Resumo Justificativa e objetivo: Hipertermia maligna é uma síndrome farmacogenética hipermetabólica, autossômica dominante, com mortalidade entre 10%-20%, desencadeada por uso de anestésico inalatório halogenado ou relaxante muscular succinilcolina. O padrão-ouro para pesquisa de suscetibilidade à hipertermia maligna é o teste de contratura muscular in vitro em resposta ao halotano e à cafeína. A determinação da suscetibilidade nas famílias suspeitas permite planejar anestesias seguras sem agentes desencadeantes para os pacientes confirmados como suscetíveis à hipertermia maligna pelo teste de contratura muscular in vitro positivo.
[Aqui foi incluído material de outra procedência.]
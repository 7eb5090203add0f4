//! Handles shared by the hub reconcilers

use std::sync::Arc;
use std::time::Duration;

use fleet_net_core::{FleetMetrics, HubAgentConfig, ObjectStore};

pub struct HubContext<S> {
    pub hub: Arc<S>,
    pub metrics: FleetMetrics,
    /// Grace period before the leftovers of a departing member cluster are released
    pub force_delete_wait: Duration,
    /// Requeue delay while a ServiceImport has no resolved spec
    pub service_import_spec_wait: Duration,
}

impl<S: ObjectStore> HubContext<S> {
    pub fn new(hub: Arc<S>, config: &HubAgentConfig, metrics: FleetMetrics) -> Self {
        Self {
            hub,
            metrics,
            force_delete_wait: config.force_delete_wait,
            service_import_spec_wait: config.service_import_spec_wait,
        }
    }
}
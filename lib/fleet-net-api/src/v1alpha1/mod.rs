/// API version v1alpha1 for fleet networking CRDs

pub mod common;
pub mod endpoint_slice_export;
pub mod internal_service_export;
pub mod internal_service_import;
pub mod multi_cluster_service;
pub mod service_export;
pub mod service_import;

pub use common::{
    ClusterStatus, Condition, ConditionStatus, ExportedObjectReference, ServiceImportStatus,
    ServiceInUseBy, ServicePort, TargetPort,
};
pub use endpoint_slice_export::{
    EndpointSliceExport, EndpointSliceExportSpec, EndpointSliceImport, EndpointSliceImportSpec,
    ExportedEndpoint, ExportedEndpointPort, OwnerServiceReference,
};
pub use internal_service_export::{
    InternalServiceExport, InternalServiceExportSpec, InternalServiceExportStatus,
};
pub use internal_service_import::{InternalServiceImport, InternalServiceImportSpec};
pub use multi_cluster_service::{
    LoadBalancerIngress, LoadBalancerStatus, MultiClusterService, MultiClusterServiceSpec,
    MultiClusterServiceStatus, ServiceImportRef,
};
pub use service_export::{ServiceExport, ServiceExportStatus};
pub use service_import::ServiceImport;

/// API group for fleet networking resources
pub const API_GROUP: &str = "networking.fleet.azure.com";
/// API version for fleet networking resources
pub const API_VERSION: &str = "v1alpha1";

/// Condition type reporting whether a ServiceExport refers to an exportable Service.
pub const SERVICE_EXPORT_VALID: &str = "Valid";
/// Condition type reporting the fleet-wide conflict resolution result of a ServiceExport.
pub const SERVICE_EXPORT_CONFLICT: &str = "Conflict";
/// Condition type reporting whether a MultiClusterService found its ServiceImport.
pub const MULTI_CLUSTER_SERVICE_VALID: &str = "Valid";
/// Import type of a ServiceImport served through a cluster-set virtual IP.
pub const CLUSTER_SET_IP: &str = "ClusterSetIP";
Além disso, o paciente no qual a suspeita de hipertermia maligna foi excluída pelo teste de contratura muscular in vitro negativo pode ser anestesiado de forma convencional. Suscetibilidade à hipertermia maligna tem manifestação variável, desde indivíduo assintomático que apresenta crise de hipertermia maligna durante anestesia com agentes desencadeantes, até paciente com atrofia e fraqueza muscular por miopatia central core disease. O objetivo deste trabalho é analisar o perfil dos relatos de suscetibilidade à hipertermia maligna confirmados com teste de contratura muscular in vitro. Método: Análise das fichas de notificação dos pacientes com suspeita pessoal/familiar de hipertermia maligna investigados com teste de contratura muscular in vitro, após assinatura do termo de consentimento, entre 1997-2010. Resultados: Dos 50 eventos que motivaram a suspeita de hipertermia maligna e a investigação familiar (amostra com 27 ± 18 anos, 52% homens, 76% brancos), 64% foram investigados por crise de hipertermia maligna anestésica, com mortalidade de 25%. Sinais mais comuns da crise de hipertermia maligna foram hipertermia, taquicardia e rigidez muscular. Suscetibilidade à hipertermia maligna foi confirmada em 79,4% dos 92 parentes investigados com teste de contratura muscular in vitro. Conclusão: Crises de hipertermia maligna assemelharam-se às descritas em outros países, porém com frequência inferior à estimada no país.